Hot Cross Bun Bread and Butter Pudding
- 400ml milk
- 250ml fresh cream
- 3 large eggs
- 100g castor sugar
- 10ml vanilla extract
- 2,5ml finely grated orange zest
- 6 Hot Cross Buns
- 60g butter, softened
- 100g milk chocolate, roughly chopped
Preheat your oven to 160°C. Heat the milk and cream in a small saucepan over a low heat until the mixture just comes to a boil. Remove from heat.
In a large bowl, whisk together the eggs, castor sugar, vanilla extract and orange zest until pale and creamy.
Gradually add the hot milk mixture to the egg mixture in a thin stream, whisking constantly. Set aside to cool slightly.

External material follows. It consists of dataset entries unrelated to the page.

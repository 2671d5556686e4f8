// ---------------------------------------------------------------------------
// Catalog loading and normalization
// ---------------------------------------------------------------------------
//
// Reads the tabular catalog source (CSV with a header row), normalizes
// missing cells to empty strings, builds each entry's composite document,
// and assigns stable 0..N-1 indexes in row order. Loading is all-or-nothing:
// any unreadable source or malformed record fails the whole load.
//
// Duplicate titles collapse to the FIRST occurrence in load order; later
// rows stay in the catalog (and in the similarity matrix) but are not
// reachable through the title map. This is a documented policy, not an
// accident of map insertion order.
// ---------------------------------------------------------------------------

use std::collections::HashMap;
use std::path::Path;

use crate::error::EngineError;
use crate::types::Entry;

/// Required key column.
pub const TITLE_COLUMN: &str = "title";

/// Textual attribute columns, in composite-document order.
pub const TEXT_COLUMNS: [&str; 4] = ["genres", "keywords", "tagline", "overview"];

/// Ordered catalog of entries plus the first-wins title lookup map.
#[derive(Debug)]
pub struct Catalog {
	entries: Vec<Entry>,
	title_index: HashMap<String, usize>,
}

impl Catalog {
	/// Load a catalog from a CSV file.
	///
	/// Header columns are matched case-insensitively. Fails with
	/// `SourceUnavailable` when the file cannot be read or a record is
	/// malformed, and with `SchemaMismatch` when a required column is
	/// absent.
	pub fn load<P: AsRef<Path>>(path: P) -> Result<Self, EngineError> {
		let path = path.as_ref();
		let mut reader = csv::ReaderBuilder::new()
			.flexible(true)
			.from_path(path)
			.map_err(|e| EngineError::SourceUnavailable(format!("{}: {}", path.display(), e)))?;

		let headers = reader
			.headers()
			.map_err(|e| EngineError::SourceUnavailable(format!("{}: {}", path.display(), e)))?
			.clone();

		let column_at = |name: &str| -> Result<usize, EngineError> {
			headers
				.iter()
				.position(|h| h.trim().eq_ignore_ascii_case(name))
				.ok_or_else(|| EngineError::SchemaMismatch(name.to_string()))
		};

		let title_at = column_at(TITLE_COLUMN)?;
		let mut text_at = [0usize; TEXT_COLUMNS.len()];
		for (slot, name) in text_at.iter_mut().zip(TEXT_COLUMNS) {
			*slot = column_at(name)?;
		}

		let mut entries = Vec::new();
		for record in reader.records() {
			let record = record.map_err(|e| {
				EngineError::SourceUnavailable(format!("{}: {}", path.display(), e))
			})?;

			// Short rows simply have no value for the trailing columns;
			// absent cells normalize to "".
			let cell = |idx: usize| record.get(idx).unwrap_or("");
			entries.push(Entry::new(
				cell(title_at),
				cell(text_at[0]),
				cell(text_at[1]),
				cell(text_at[2]),
				cell(text_at[3]),
			));
		}

		tracing::info!(entries = entries.len(), path = %path.display(), "catalog loaded");
		Ok(Self::from_entries(entries))
	}

	/// Build a catalog from already-normalized entries, assigning indexes
	/// in the given order and applying the first-wins title policy.
	pub fn from_entries(entries: Vec<Entry>) -> Self {
		let mut title_index = HashMap::with_capacity(entries.len());
		for (idx, entry) in entries.iter().enumerate() {
			if let Some(&first) = title_index.get(&entry.title) {
				tracing::warn!(
					title = %entry.title,
					first = first,
					shadowed = idx,
					"duplicate title shadowed by earlier row"
				);
				continue;
			}
			title_index.insert(entry.title.clone(), idx);
		}
		Self { entries, title_index }
	}

	pub fn entries(&self) -> &[Entry] {
		&self.entries
	}

	pub fn len(&self) -> usize {
		self.entries.len()
	}

	pub fn is_empty(&self) -> bool {
		self.entries.is_empty()
	}

	/// Row index for a title, per the first-wins duplicate policy.
	/// Titles match exactly (the catalog key is the display title).
	pub fn index_of(&self, title: &str) -> Option<usize> {
		self.title_index.get(title).copied()
	}

	pub fn get(&self, index: usize) -> Option<&Entry> {
		self.entries.get(index)
	}

	/// Distinct reachable titles, in catalog index order.
	pub fn titles(&self) -> Vec<&str> {
		let mut pairs: Vec<(usize, &str)> = self
			.title_index
			.iter()
			.map(|(title, &idx)| (idx, title.as_str()))
			.collect();
		pairs.sort_unstable_by_key(|&(idx, _)| idx);
		pairs.into_iter().map(|(_, title)| title).collect()
	}
}

// ---------------------------------------------------------------------------
// Tests
// ---------------------------------------------------------------------------
// ---------------------------------------------------------------------------
// Snapshot persistence -- gzipped index file
// ---------------------------------------------------------------------------
//
// Saves a built index (entries + similarity matrix) to a directory so a
// restarted process can skip the O(N^2) build. Format: `index.gz`, gzipped
// JSON `{ "version": 1, "entries": [...], "matrix": [[...]] }`. The title
// map is NOT persisted; it is rebuilt from entry order on load, which keeps
// the first-wins duplicate policy in exactly one place.
// ---------------------------------------------------------------------------

use std::io::Read;
use std::path::Path;

use flate2::read::{GzDecoder, GzEncoder};
use flate2::Compression;
use serde::{Deserialize, Serialize};
use thiserror::Error;

use crate::catalog::Catalog;
use crate::index::SimilarityIndex;
use crate::types::Entry;

// ---------------------------------------------------------------------------
// Error type
// ---------------------------------------------------------------------------

#[derive(Debug, Error)]
pub enum SnapshotError {
	#[error("IO error: {0}")]
	Io(#[from] std::io::Error),
	#[error("Corruption: {0}")]
	Corruption(String),
	#[error("Serialization: {0}")]
	Serialization(String),
}

// ---------------------------------------------------------------------------
// Constants
// ---------------------------------------------------------------------------

const SNAPSHOT_FILE: &str = "index.gz";
const SNAPSHOT_VERSION: u32 = 1;

// ---------------------------------------------------------------------------
// On-disk structure
// ---------------------------------------------------------------------------

#[derive(Debug, Serialize, Deserialize)]
struct SnapshotFile {
	version: u32,
	entries: Vec<Entry>,
	matrix: Vec<Vec<f64>>,
}

// ---------------------------------------------------------------------------
// Gzip helpers
// ---------------------------------------------------------------------------

fn compress(data: &[u8]) -> Result<Vec<u8>, SnapshotError> {
	let mut encoder = GzEncoder::new(data, Compression::new(6));
	let mut compressed = Vec::new();
	encoder.read_to_end(&mut compressed).map_err(SnapshotError::Io)?;
	Ok(compressed)
}

fn decompress(data: &[u8]) -> Result<Vec<u8>, SnapshotError> {
	let mut decoder = GzDecoder::new(data);
	let mut decompressed = Vec::new();
	decoder.read_to_end(&mut decompressed).map_err(SnapshotError::Io)?;
	Ok(decompressed)
}

/// Check for the gzip magic bytes (0x1f, 0x8b).
pub fn is_gzipped(data: &[u8]) -> bool {
	data.len() >= 2 && data[0] == 0x1f && data[1] == 0x8b
}

// ---------------------------------------------------------------------------
// Save / load
// ---------------------------------------------------------------------------

/// Write the index snapshot into `dir`, creating the directory if needed.
pub fn save_to_directory(dir: &Path, index: &SimilarityIndex) -> Result<(), SnapshotError> {
	std::fs::create_dir_all(dir).map_err(SnapshotError::Io)?;

	let snapshot = SnapshotFile {
		version: SNAPSHOT_VERSION,
		entries: index.catalog().entries().to_vec(),
		matrix: index.matrix().to_vec(),
	};

	let json = serde_json::to_string(&snapshot)
		.map_err(|e| SnapshotError::Serialization(format!("Failed to serialize snapshot: {}", e)))?;
	let compressed = compress(json.as_bytes())?;

	std::fs::write(dir.join(SNAPSHOT_FILE), &compressed).map_err(SnapshotError::Io)?;
	tracing::info!(entries = index.catalog().len(), dir = %dir.display(), "snapshot saved");
	Ok(())
}

/// Load an index snapshot from `dir`.
///
/// Returns `Ok(None)` when no snapshot file exists. Accepts both gzipped
/// and plain JSON content (detected by magic bytes). Version mismatches,
/// malformed JSON, and entry/matrix shape disagreements are `Corruption`.
pub fn load_from_directory(dir: &Path) -> Result<Option<SimilarityIndex>, SnapshotError> {
	let path = dir.join(SNAPSHOT_FILE);
	if !path.exists() {
		return Ok(None);
	}

	let raw = std::fs::read(&path).map_err(SnapshotError::Io)?;
	let json_bytes = if is_gzipped(&raw) { decompress(&raw)? } else { raw };

	let json = std::str::from_utf8(&json_bytes)
		.map_err(|e| SnapshotError::Corruption(format!("Invalid UTF-8 in snapshot: {}", e)))?;
	let snapshot: SnapshotFile = serde_json::from_str(json)
		.map_err(|e| SnapshotError::Corruption(format!("Invalid snapshot JSON: {}", e)))?;

	if snapshot.version != SNAPSHOT_VERSION {
		return Err(SnapshotError::Corruption(format!(
			"Unsupported snapshot version: {}",
			snapshot.version
		)));
	}

	let n = snapshot.entries.len();
	if snapshot.matrix.len() != n || snapshot.matrix.iter().any(|row| row.len() != n) {
		return Err(SnapshotError::Corruption(format!(
			"Matrix shape does not match {} entries",
			n
		)));
	}

	tracing::info!(entries = n, dir = %dir.display(), "snapshot loaded");
	Ok(Some(SimilarityIndex::from_parts(
		Catalog::from_entries(snapshot.entries),
		snapshot.matrix,
	)))
}

// ---------------------------------------------------------------------------
// Tests
// ---------------------------------------------------------------------------
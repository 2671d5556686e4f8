// ---------------------------------------------------------------------------
// TF-IDF vectorization
// ---------------------------------------------------------------------------
//
// Turns composite documents into sparse L2-normalized term-weight vectors.
// Weighting is tf * idf with the smoothed idf variant
// ln((1 + n_docs) / (1 + df)) + 1, so a term present in every document
// still gets a positive (but minimal) weight and no division by zero can
// occur. Documents with no surviving terms map to the empty vector.
// ---------------------------------------------------------------------------

use std::collections::HashMap;

use crate::stopwords::StopWords;
use crate::text::tokenize;

/// Sparse term-weight vector: `(term_id, weight)` pairs sorted by term id.
/// Always L2-normalized; the zero vector is represented as an empty `Vec`.
pub type SparseVector = Vec<(u32, f64)>;

/// Result of fitting the vectorizer over a whole catalog.
pub struct TfidfModel {
	/// term -> id, ids assigned by first appearance across the corpus.
	pub vocabulary: HashMap<String, u32>,
	/// One vector per input document, same order.
	pub vectors: Vec<SparseVector>,
}

/// Tokenize a single document and drop stopwords.
fn terms_of(document: &str, stopwords: &StopWords) -> Vec<String> {
	tokenize(document)
		.into_iter()
		.filter(|t| !stopwords.contains(t))
		.collect()
}

/// Fit TF-IDF over `documents` and transform each into a sparse vector.
///
/// Deterministic for a fixed input: vocabulary ids follow first-appearance
/// order and each vector is sorted by term id before normalization, so a
/// rebuild over the same documents is bit-for-bit identical.
pub fn fit_transform(documents: &[&str], stopwords: &StopWords) -> TfidfModel {
	let n_docs = documents.len();

	// Pass 1: vocabulary (first-appearance order) + per-document counts +
	// document frequencies.
	let mut vocabulary: HashMap<String, u32> = HashMap::new();
	let mut counts: Vec<HashMap<u32, u32>> = Vec::with_capacity(n_docs);
	let mut doc_freq: Vec<u32> = Vec::new();

	for document in documents {
		let mut doc_counts: HashMap<u32, u32> = HashMap::new();
		for term in terms_of(document, stopwords) {
			let next_id = vocabulary.len() as u32;
			let id = *vocabulary.entry(term).or_insert(next_id);
			if id as usize == doc_freq.len() {
				doc_freq.push(0);
			}
			let count = doc_counts.entry(id).or_insert(0);
			if *count == 0 {
				doc_freq[id as usize] += 1;
			}
			*count += 1;
		}
		counts.push(doc_counts);
	}

	// Pass 2: weight, sort, normalize.
	let idf: Vec<f64> = doc_freq
		.iter()
		.map(|&df| ((1.0 + n_docs as f64) / (1.0 + df as f64)).ln() + 1.0)
		.collect();

	let vectors = counts
		.into_iter()
		.map(|doc_counts| {
			let mut vector: SparseVector = doc_counts
				.into_iter()
				.map(|(id, count)| (id, count as f64 * idf[id as usize]))
				.collect();
			vector.sort_by_key(|&(id, _)| id);

			let norm = vector
				.iter()
				.map(|&(_, w)| w * w)
				.sum::<f64>()
				.sqrt();
			if norm > 0.0 {
				for (_, w) in &mut vector {
					*w /= norm;
				}
			}
			vector
		})
		.collect();

	TfidfModel { vocabulary, vectors }
}

// ---------------------------------------------------------------------------
// Tests
// ---------------------------------------------------------------------------
// ---------------------------------------------------------------------------
// Text utilities -- tokenization and fuzzy title matching
// ---------------------------------------------------------------------------
//
// Pure-function helpers shared by the vectorizer (word tokens) and the
// title-suggestion path (edit-distance similarity). No stemming: terms are
// matched exactly after lowercasing.
// ---------------------------------------------------------------------------

// ---------------------------------------------------------------------------
// Tokenisation
// ---------------------------------------------------------------------------

/// Split text into lowercased word tokens, stripping punctuation.
///
/// Tokens shorter than two characters are dropped, so stray initials and
/// punctuation debris never reach the vocabulary.
pub fn tokenize(text: &str) -> Vec<String> {
	text.to_lowercase()
		.chars()
		.map(|c| if c.is_alphanumeric() { c } else { ' ' })
		.collect::<String>()
		.split_whitespace()
		.filter(|t| t.chars().count() >= 2)
		.map(|t| t.to_string())
		.collect()
}

// ---------------------------------------------------------------------------
// Levenshtein distance / similarity
// ---------------------------------------------------------------------------

/// Compute the Levenshtein edit-distance between two strings.
///
/// Wagner-Fischer with O(min(a, b)) space.
pub fn levenshtein_distance(a: &str, b: &str) -> usize {
	// Ensure `a` is the shorter string so we only need one row of storage.
	let (a, b) = if a.len() > b.len() { (b, a) } else { (a, b) };

	let a_chars: Vec<char> = a.chars().collect();
	let b_chars: Vec<char> = b.chars().collect();
	let a_len = a_chars.len();
	let b_len = b_chars.len();

	if a_len == 0 {
		return b_len;
	}

	let mut prev: Vec<usize> = (0..=a_len).collect();
	let mut curr: Vec<usize> = vec![0; a_len + 1];

	for j in 1..=b_len {
		curr[0] = j;

		for i in 1..=a_len {
			let cost = if a_chars[i - 1] == b_chars[j - 1] { 0 } else { 1 };
			curr[i] = (curr[i - 1] + 1)
				.min(prev[i] + 1)
				.min(prev[i - 1] + cost);
		}

		std::mem::swap(&mut prev, &mut curr);
	}

	prev[a_len]
}

/// Normalised similarity (0-1) derived from the Levenshtein distance.
/// 1 means identical, 0 means completely different.
pub fn levenshtein_similarity(a: &str, b: &str) -> f64 {
	let max_len = a.chars().count().max(b.chars().count());
	if max_len == 0 {
		return 1.0; // two empty strings are identical
	}
	1.0 - levenshtein_distance(a, b) as f64 / max_len as f64
}

// ---------------------------------------------------------------------------
// Tests
// ---------------------------------------------------------------------------

#[cfg(test)]
mod tests {
	use super::*;

	// -- tokenize tests -------------------------------------------------------

	#[test]
	fn tokenize_lowercases_and_strips_punctuation() {
		let tokens = tokenize("Space, War: ROBOTS!");
		assert_eq!(tokens, vec!["space", "war", "robots"]);
	}

	#[test]
	fn tokenize_drops_single_char_tokens() {
		let tokens = tokenize("a I robot x9");
		assert_eq!(tokens, vec!["robot", "x9"]);
	}

	#[test]
	fn tokenize_splits_on_hyphens_and_apostrophes() {
		let tokens = tokenize("sci-fi world's end");
		assert_eq!(tokens, vec!["sci", "fi", "world", "end"]);
	}

	#[test]
	fn tokenize_empty_and_whitespace() {
		assert!(tokenize("").is_empty());
		assert!(tokenize("   ").is_empty());
		assert!(tokenize("?!.").is_empty());
	}

	// -- levenshtein tests ----------------------------------------------------

	#[test]
	fn levenshtein_kitten_sitting() {
		assert_eq!(levenshtein_distance("kitten", "sitting"), 3);
	}

	#[test]
	fn levenshtein_empty() {
		assert_eq!(levenshtein_distance("", "alien"), 5);
		assert_eq!(levenshtein_distance("alien", ""), 5);
		assert_eq!(levenshtein_distance("", ""), 0);
	}

	#[test]
	fn levenshtein_similarity_identical() {
		assert!((levenshtein_similarity("alien", "alien") - 1.0).abs() < f64::EPSILON);
		assert!((levenshtein_similarity("", "") - 1.0).abs() < f64::EPSILON);
	}

	#[test]
	fn levenshtein_similarity_known_value() {
		let sim = levenshtein_similarity("kitten", "sitting");
		// distance=3, max_len=7 => 1 - 3/7
		assert!((sim - (1.0 - 3.0 / 7.0)).abs() < 1e-10);
	}
}
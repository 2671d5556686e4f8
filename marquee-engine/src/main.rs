use clap::Parser;

use marquee_engine::catalog::Catalog;
use marquee_engine::config::CliArgs;
use marquee_engine::index::SimilarityIndex;
use marquee_engine::poster::PosterClient;
use marquee_engine::server::RecommendServer;
use marquee_engine::snapshot;

fn main() {
	let args = CliArgs::parse();

	tracing_subscriber::fmt()
		.with_writer(std::io::stderr)
		.with_env_filter(
			tracing_subscriber::EnvFilter::try_from_default_env()
				.unwrap_or_else(|_| tracing_subscriber::EnvFilter::new(&args.log_level)),
		)
		.init();

	let index = match load_or_build(&args) {
		Ok(index) => index,
		Err(message) => {
			tracing::error!("{}", message);
			std::process::exit(1);
		}
	};

	let poster = args.poster_api_key.as_deref().and_then(|key| {
		match PosterClient::new(key) {
			Ok(client) => Some(client),
			Err(e) => {
				tracing::warn!("poster client unavailable: {}", e);
				None
			}
		}
	});

	let server = RecommendServer::new(index, args.top, poster);

	tracing::info!("marquee-engine ready");

	if let Err(e) = server.run() {
		tracing::error!("Server error: {}", e);
		std::process::exit(1);
	}
}

/// Resolve the index: reuse a snapshot when one exists, otherwise build
/// from the catalog source (and persist when a snapshot dir is configured).
fn load_or_build(args: &CliArgs) -> Result<SimilarityIndex, String> {
	if let Some(dir) = &args.snapshot_dir {
		match snapshot::load_from_directory(dir) {
			Ok(Some(index)) => return Ok(index),
			Ok(None) => {}
			Err(e) => return Err(format!("Snapshot load failed: {}", e)),
		}
	}

	let catalog = Catalog::load(&args.catalog).map_err(|e| e.to_string())?;
	let index = SimilarityIndex::build(catalog);

	if let Some(dir) = &args.snapshot_dir {
		if let Err(e) = snapshot::save_to_directory(dir, &index) {
			tracing::warn!("Snapshot save failed: {}", e);
		}
	}

	Ok(index)
}
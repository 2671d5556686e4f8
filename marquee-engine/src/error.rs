use thiserror::Error;

#[derive(Debug, Error)]
pub enum EngineError {
	#[error("Catalog source unavailable: {0}")]
	SourceUnavailable(String),
	#[error("Catalog schema mismatch: missing required column '{0}'")]
	SchemaMismatch(String),
	#[error("Unknown title: {0}")]
	UnknownTitle(String),
}

impl EngineError {
	pub fn code(&self) -> &str {
		match self {
			Self::SourceUnavailable(_) => "CATALOG_SOURCE_UNAVAILABLE",
			Self::SchemaMismatch(_) => "CATALOG_SCHEMA_MISMATCH",
			Self::UnknownTitle(_) => "UNKNOWN_TITLE",
		}
	}

	pub fn to_json(&self) -> serde_json::Value {
		serde_json::json!({
			"code": self.code(),
			"message": self.to_string(),
		})
	}
}
mod exporters;
mod records;
mod udp;
mod violations;

use std::fmt::Display;
use std::net::SocketAddr;
use std::path::Path;
use std::time::Duration;

use thiserror::Error;
use time::{OffsetDateTime, format_description::well_known::Rfc3339};
use tracing::{debug, warn};

pub use records::{InterpretedRecords, RecordFailure, interpret_message, message_report};
pub use udp::{UdpDatagram, UdpError, parse_udp_datagram};

use crate::config::DecodeConfig;
use crate::protocols::netflow_v9::{Decoded, Diagnostic, decode_datagram};
use crate::source::{PacketEvent, PacketSource, PcapFileSource, SourceError};
use crate::{
    CaptureSummary, DEFAULT_GENERATED_AT, DecodeFailure, MessageReport, Report, make_stub_report,
};
use exporters::ExporterTable;
use violations::ViolationLog;

#[derive(Debug, Error)]
pub enum AnalysisError {
    #[error("I/O error: {0}")]
    Io(#[from] std::io::Error),
    #[error("source error: {0}")]
    Source(#[from] SourceError),
}

pub fn analyze_pcap_file(path: &Path, config: &DecodeConfig) -> Result<Report, AnalysisError> {
    let source = PcapFileSource::open(path)?;
    analyze_source(path, source, config)
}

pub fn analyze_source<S: PacketSource>(
    path: &Path,
    mut source: S,
    config: &DecodeConfig,
) -> Result<Report, AnalysisError> {
    let mut analysis = Analysis::new(config);
    while let Some(event) = source.next_packet()? {
        analysis.observe(&event);
    }

    let mut report = make_stub_report(&path.display().to_string(), path.metadata()?.len(), config);
    analysis.finish(&mut report);
    Ok(report)
}

struct Analysis<'c> {
    config: &'c DecodeConfig,
    summary: CaptureSummary,
    first_ts: Option<Duration>,
    last_ts: Option<Duration>,
    exporters: ExporterTable,
    messages: Vec<MessageReport>,
    failures: Vec<DecodeFailure>,
    violations: ViolationLog,
}

impl<'c> Analysis<'c> {
    fn new(config: &'c DecodeConfig) -> Self {
        Self {
            config,
            summary: CaptureSummary::default(),
            first_ts: None,
            last_ts: None,
            exporters: ExporterTable::default(),
            messages: Vec::new(),
            failures: Vec::new(),
            violations: ViolationLog::new(config.max_examples),
        }
    }

    fn observe(&mut self, event: &PacketEvent) {
        self.summary.packets_total += 1;
        if let Some(ts) = event.timestamp {
            self.first_ts = Some(self.first_ts.map_or(ts, |first| first.min(ts)));
            self.last_ts = Some(self.last_ts.map_or(ts, |last| last.max(ts)));
        }

        let datagram = match parse_udp_datagram(event.linktype, &event.data) {
            Ok(Some(datagram)) => datagram,
            Ok(None) => {
                debug!("skipping frame without UDP");
                return;
            }
            Err(err) => {
                debug!(%err, "skipping undecodable frame");
                return;
            }
        };
        self.summary.udp_datagrams += 1;

        if !self
            .config
            .selects(datagram.destination.port(), datagram.payload)
        {
            debug!(destination = %datagram.destination, "skipping non-NetFlow payload");
            return;
        }
        self.summary.netflow_datagrams += 1;

        let captured_at = event.timestamp.and_then(rfc3339);
        match decode_datagram(datagram.payload, datagram.source, datagram.destination) {
            Ok(Some(decoded)) => self.observe_message(decoded, captured_at),
            Ok(None) => debug!(sender = %datagram.source, "empty datagram"),
            Err(err) => {
                warn!(sender = %datagram.source, code = err.code(), "{err}");
                self.violations.record(err.code(), || {
                    example(datagram.source, captured_at.as_deref(), &err)
                });
                self.failures.push(DecodeFailure {
                    sender: datagram.source.to_string(),
                    captured_at,
                    code: err.code().to_string(),
                    message: err.to_string(),
                });
            }
        }
    }

    fn observe_message(&mut self, decoded: Decoded, captured_at: Option<String>) {
        let Decoded {
            message,
            diagnostics,
        } = decoded;
        let sender = message.header().sender;
        let at = captured_at.as_deref();

        let dropped = diagnostics
            .iter()
            .filter(|d| matches!(d, Diagnostic::UnresolvedTemplateReference { .. }))
            .count() as u64;
        self.exporters.observe(&message, dropped);

        let interpreted = interpret_message(&message, self.config);
        for diagnostic in diagnostics.iter().chain(&interpreted.diagnostics) {
            self.violations
                .record(diagnostic.code(), || example(sender, at, diagnostic));
        }
        for failure in &interpreted.failures {
            self.violations
                .record(failure.error.code(), || example(sender, at, &failure.error));
        }
        self.exporters
            .add_records(&message, interpreted.records.len() as u64);

        self.messages
            .push(message_report(&message, interpreted.records, captured_at));
    }

    fn finish(self, report: &mut Report) {
        let mut summary = self.summary;
        summary.time_start = self.first_ts.and_then(rfc3339);
        summary.time_end = self.last_ts.and_then(rfc3339);
        report.generated_at = summary
            .time_end
            .clone()
            .or_else(|| summary.time_start.clone())
            .unwrap_or_else(|| DEFAULT_GENERATED_AT.to_string());
        report.capture_summary = Some(summary);
        report.exporters = self.exporters.into_summaries();
        report.messages = self.messages;
        report.failures = self.failures;
        report.violations = self.violations.into_violations();
    }
}

fn example(sender: SocketAddr, at: Option<&str>, detail: &dyn Display) -> String {
    format!("sender {sender} @ {}: {detail}", at.unwrap_or("unknown time"))
}

fn rfc3339(since_epoch: Duration) -> Option<String> {
    let nanos = i128::try_from(since_epoch.as_nanos()).ok()?;
    OffsetDateTime::from_unix_timestamp_nanos(nanos)
        .ok()?
        .format(&Rfc3339)
        .ok()
}

#[cfg(test)]
mod tests {
    use std::time::Duration;

    use super::{example, rfc3339};

    #[test]
    fn formats_epoch_durations() {
        assert_eq!(
            rfc3339(Duration::from_secs(0)).as_deref(),
            Some("1970-01-01T00:00:00Z")
        );
        assert_eq!(
            rfc3339(Duration::from_millis(1_500)).as_deref(),
            Some("1970-01-01T00:00:01.5Z")
        );
    }

    #[test]
    fn examples_name_sender_and_time() {
        let sender = "10.0.0.1:50000".parse().unwrap();
        assert_eq!(
            example(sender, None, &"boom"),
            "sender 10.0.0.1:50000 @ unknown time: boom"
        );
    }
}
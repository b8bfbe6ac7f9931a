use std::fs::File;
use std::io::BufReader;
use std::path::Path;

use pcap_parser::traits::PcapReaderIterator;
use pcap_parser::{LegacyPcapReader, PcapError, PcapNGReader};

use super::layout::PCAP_READER_BUFFER_SIZE;
use super::reader::{BlockState, CaptureFormat, sniff_format};
use crate::source::{PacketEvent, PacketSource, SourceError};

/// Packet source over a legacy PCAP or PCAPNG file.
pub struct PcapFileSource {
    reader: Box<dyn PcapReaderIterator>,
    state: BlockState,
}

impl PcapFileSource {
    pub fn open(path: &Path) -> Result<Self, SourceError> {
        let mut file = File::open(path)?;
        let format = sniff_format(&mut file)?;
        let file = BufReader::new(file);
        let reader: Box<dyn PcapReaderIterator> = match format {
            CaptureFormat::PcapNg => Box::new(
                PcapNGReader::new(PCAP_READER_BUFFER_SIZE, file)
                    .map_err(|e| SourceError::pcap("pcapng reader init", e))?,
            ),
            CaptureFormat::Legacy => Box::new(
                LegacyPcapReader::new(PCAP_READER_BUFFER_SIZE, file)
                    .map_err(|e| SourceError::pcap("pcap reader init", e))?,
            ),
        };
        Ok(Self {
            reader,
            state: BlockState::default(),
        })
    }
}

impl PacketSource for PcapFileSource {
    fn next_packet(&mut self) -> Result<Option<PacketEvent>, SourceError> {
        loop {
            match self.reader.next() {
                Ok((offset, block)) => {
                    let event = self.state.observe(block);
                    self.reader.consume(offset);
                    if event.is_some() {
                        return Ok(event);
                    }
                }
                Err(PcapError::Eof) => return Ok(None),
                Err(PcapError::Incomplete(_)) => {
                    self.reader
                        .refill()
                        .map_err(|e| SourceError::pcap("capture refill", e))?;
                }
                Err(e) => return Err(SourceError::pcap("capture block", e)),
            }
        }
    }
}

Slice the Hot Cross Buns in half. Butter both cut sides of each bun with the softened butter, reserving about a tablespoon. Lay the bottom halves of the buns in a well-greased Le Creuset Meringue Heritage Dish. Sprinkle with the chopped chocolate then cover with the top halves of the buns.
Pour the custard mixture over the buns and set aside to soak for 20 minutes.
Rub the reserved butter onto the tops of the buns, then bake for 35-40 minutes or until the custard has set and the buns are golden on top.
Dust with icing sugar if desired and serve warm with ice cream.